Say how many lines below hold the word "books"; give the number by itself.

• **Saved data entries**
"""

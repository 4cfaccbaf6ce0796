use crate::event::Event;
use std::{cmp::Ordering, collections::BinaryHeap};

/// Deterministic discrete-event priority queue.
///
/// Events pop in `(timestamp, venue, asset, pair, kind priority)` order with a stable FIFO
/// tie-break, so two runs over identical inputs drain in identical order.
#[derive(Debug, Default)]
pub struct EventQueue {
    heap: BinaryHeap<QueuedEvent>,
    sequence: u64,
}

impl EventQueue {
    pub fn new() -> Self {
        Self::default()
    }

    /// Push an [`Event`] into the queue.
    pub fn push(&mut self, event: Event) {
        self.sequence += 1;
        self.heap.push(QueuedEvent {
            event,
            sequence: self.sequence,
        });
    }

    /// Pop the next [`Event`] in deterministic order.
    pub fn pop(&mut self) -> Option<Event> {
        self.heap.pop().map(|queued| queued.event)
    }

    pub fn is_empty(&self) -> bool {
        self.heap.is_empty()
    }

    pub fn len(&self) -> usize {
        self.heap.len()
    }
}

#[derive(Debug)]
struct QueuedEvent {
    event: Event,
    sequence: u64,
}

impl QueuedEvent {
    fn ordering_key(&self) -> (i64, &harbor_instrument::MarketKey, u8, u64) {
        let meta = self.event.meta();
        (
            meta.time.timestamp_micros(),
            &meta.key,
            self.event.kind_priority(),
            self.sequence,
        )
    }
}

impl PartialEq for QueuedEvent {
    fn eq(&self, other: &Self) -> bool {
        self.ordering_key() == other.ordering_key()
    }
}

impl Eq for QueuedEvent {}

impl PartialOrd for QueuedEvent {
    fn partial_cmp(&self, other: &Self) -> Option<Ordering> {
        Some(self.cmp(other))
    }
}

impl Ord for QueuedEvent {
    fn cmp(&self, other: &Self) -> Ordering {
        // BinaryHeap is a max-heap: reverse for min-first draining
        self.ordering_key().cmp(&other.ordering_key()).reverse()
    }
}
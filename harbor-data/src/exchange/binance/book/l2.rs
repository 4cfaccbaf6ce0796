use super::BinanceLevel;
use crate::{
    books::OrderBook,
    event::MarketEvent,
    exchange::{binance::channel::BinanceChannel, subscription::ExchangeSub},
    subscription::book::OrderBookEvent,
};
use crate::Identifier;
use chrono::Utc;
use harbor_instrument::exchange::VenueId;
use harbor_integration::subscription::SubscriptionId;
use serde::{Deserialize, Serialize};

/// [`Binance`](crate::exchange::binance::Binance) HTTP OrderBook L2 snapshot.
///
/// Carries the `lastUpdateId` the streamed deltas are reconciled against.
///
/// ### Raw Payload Examples
/// See docs: <https://binance-docs.github.io/apidocs/spot/en/#order-book>
/// ```json
/// {
///     "lastUpdateId": 1027024,
///     "bids": [["4.00000000", "431.00000000"]],
///     "asks": [["4.00000200", "12.00000000"]]
/// }
/// ```
#[derive(Clone, PartialEq, PartialOrd, Debug, Deserialize, Serialize)]
pub struct BinanceOrderBookL2Snapshot {
    #[serde(alias = "lastUpdateId")]
    pub last_update_id: u64,
    pub bids: Vec<BinanceLevel>,
    pub asks: Vec<BinanceLevel>,
}

impl From<BinanceOrderBookL2Snapshot> for OrderBook {
    fn from(snapshot: BinanceOrderBookL2Snapshot) -> Self {
        OrderBook::new(
            snapshot.last_update_id,
            None,
            snapshot.bids,
            snapshot.asks,
        )
    }
}

impl<InstrumentKey> From<(VenueId, InstrumentKey, BinanceOrderBookL2Snapshot)>
    for MarketEvent<InstrumentKey, OrderBookEvent>
{
    fn from(
        (exchange, instrument, snapshot): (VenueId, InstrumentKey, BinanceOrderBookL2Snapshot),
    ) -> Self {
        Self {
            time_exchange: Utc::now(),
            time_received: Utc::now(),
            exchange,
            instrument,
            kind: OrderBookEvent::Snapshot(OrderBook::from(snapshot)),
        }
    }
}

/// [`Binance`](crate::exchange::binance::Binance) OrderBook Level2 deltas WebSocket message.
///
/// ### Raw Payload Examples
/// See docs: <https://binance-docs.github.io/apidocs/spot/en/#diff-depth-stream>
/// ```json
/// {
///     "e":"depthUpdate",
///     "E":1671656397761,
///     "s":"ETHUSDT",
///     "U":22611425143,
///     "u":22611425151,
///     "b":[["1209.67000000","85.48210000"]],
///     "a":[]
/// }
/// ```
#[derive(Clone, PartialEq, PartialOrd, Debug, Deserialize, Serialize)]
pub struct BinanceOrderBookL2Update {
    #[serde(alias = "s", deserialize_with = "de_ob_l2_subscription_id")]
    pub subscription_id: SubscriptionId,
    #[serde(
        alias = "E",
        deserialize_with = "harbor_integration::de::de_u64_epoch_ms_as_datetime_utc"
    )]
    pub time_exchange: chrono::DateTime<Utc>,
    #[serde(alias = "U")]
    pub first_update_id: u64,
    #[serde(alias = "u")]
    pub last_update_id: u64,
    #[serde(alias = "b")]
    pub bids: Vec<BinanceLevel>,
    #[serde(alias = "a")]
    pub asks: Vec<BinanceLevel>,
}

impl Identifier<Option<SubscriptionId>> for BinanceOrderBookL2Update {
    fn id(&self) -> Option<SubscriptionId> {
        Some(self.subscription_id.clone())
    }
}

impl crate::books::sync::SequencedUpdate for BinanceOrderBookL2Update {
    fn first_update_id(&self) -> u64 {
        self.first_update_id
    }

    fn last_update_id(&self) -> u64 {
        self.last_update_id
    }
}

impl<InstrumentKey> From<(VenueId, InstrumentKey, BinanceOrderBookL2Update)>
    for crate::event::MarketIter<InstrumentKey, OrderBookEvent>
{
    fn from(
        (exchange, instrument, update): (VenueId, InstrumentKey, BinanceOrderBookL2Update),
    ) -> Self {
        Self(vec![Ok(MarketEvent {
            time_exchange: update.time_exchange,
            time_received: Utc::now(),
            exchange,
            instrument,
            kind: OrderBookEvent::Update(OrderBook::new(
                update.last_update_id,
                None,
                update.bids,
                update.asks,
            )),
        })])
    }
}

/// Deserialize a [`BinanceOrderBookL2Update`] "s" (eg/ "BTCUSDT") as the associated
/// [`SubscriptionId`] (eg/ "@depth@100ms|BTCUSDT").
pub fn de_ob_l2_subscription_id<'de, D>(deserializer: D) -> Result<SubscriptionId, D::Error>
where
    D: serde::de::Deserializer<'de>,
{
    <&str as Deserialize>::deserialize(deserializer)
        .map(|market| ExchangeSub::from((BinanceChannel::ORDER_BOOK_L2, market)).id())
}
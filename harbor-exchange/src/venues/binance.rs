use crate::{base::VenueBase, error::VenueError, venue::Venue};
use async_trait::async_trait;
use harbor_instrument::{asset::AssetClass, pair::Pair};
use harbor_integration::{
    error::SocketError,
    protocol::http::{
        HttpParser,
        public::PublicNoHeaders,
        rest::{RestRequest, client::RestClient},
    },
};
use serde::{Deserialize, Serialize};
use std::borrow::Cow;

/// [`BinanceVenue`] REST API base url.
///
/// See docs: <https://binance-docs.github.io/apidocs/spot/en/#general-api-information>
pub const HTTP_BASE_URL_BINANCE: &str = "https://api.binance.com";

/// Binance venue adapter.
///
/// Holds the shared [`VenueBase`] and overrides the catalog operations; everything else
/// inherits the [`Venue`] defaults returning `NotSupported`.
#[derive(Debug)]
pub struct BinanceVenue {
    base: VenueBase,
    rest: RestClient<'static, PublicNoHeaders, BinanceHttpParser>,
}

impl BinanceVenue {
    pub fn new(base: VenueBase) -> Self {
        Self {
            base,
            rest: RestClient::new(HTTP_BASE_URL_BINANCE, PublicNoHeaders, BinanceHttpParser),
        }
    }
}

#[async_trait]
impl Venue for BinanceVenue {
    fn base(&self) -> &VenueBase {
        &self.base
    }

    async fn fetch_tradable_pairs(&self, asset: AssetClass) -> Result<Vec<Pair>, VenueError> {
        if asset != AssetClass::Spot {
            return Err(VenueError::AssetNotSupported {
                venue: self.name(),
                asset,
            });
        }

        let (exchange_info, _latency) = self.rest.execute(BinanceExchangeInfoRequest).await?;

        let pairs = exchange_info
            .symbols
            .into_iter()
            .filter(|symbol| symbol.status == "TRADING")
            .filter_map(|symbol| Pair::try_new(symbol.base_asset, symbol.quote_asset).ok())
            .collect();
        Ok(pairs)
    }
}

/// Binance exchange information request.
///
/// See docs: <https://binance-docs.github.io/apidocs/spot/en/#exchange-information>
#[derive(Debug, Copy, Clone)]
pub struct BinanceExchangeInfoRequest;

impl RestRequest for BinanceExchangeInfoRequest {
    type Response = BinanceExchangeInfo;
    type QueryParams = ();
    type Body = ();

    fn path(&self) -> Cow<'static, str> {
        Cow::Borrowed("/api/v3/exchangeInfo")
    }

    fn method() -> reqwest::Method {
        reqwest::Method::GET
    }
}

/// Binance exchange information response.
#[derive(Debug, Clone, Deserialize, Serialize)]
pub struct BinanceExchangeInfo {
    pub symbols: Vec<BinanceSymbol>,
}

/// One Binance listed symbol.
#[derive(Debug, Clone, Deserialize, Serialize)]
pub struct BinanceSymbol {
    #[serde(rename = "baseAsset")]
    pub base_asset: String,
    #[serde(rename = "quoteAsset")]
    pub quote_asset: String,
    pub status: String,
}

/// Binance API error payload.
///
/// See docs: <https://binance-docs.github.io/apidocs/spot/en/#error-codes>
#[derive(Debug, Clone, Deserialize, Serialize)]
pub struct BinanceApiError {
    pub code: i64,
    pub msg: String,
}

/// Parses Binance REST responses, mapping API error payloads into [`VenueError`].
#[derive(Debug, Copy, Clone)]
pub struct BinanceHttpParser;

impl HttpParser for BinanceHttpParser {
    type ApiError = BinanceApiError;
    type OutputError = VenueError;

    fn parse_api_error(
        &self,
        status: reqwest::StatusCode,
        error: Self::ApiError,
    ) -> Self::OutputError {
        VenueError::Socket(SocketError::HttpResponse(
            status,
            format!("code={}, msg={}", error.code, error.msg),
        ))
    }
}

"""

• **Reply to the exercise**
2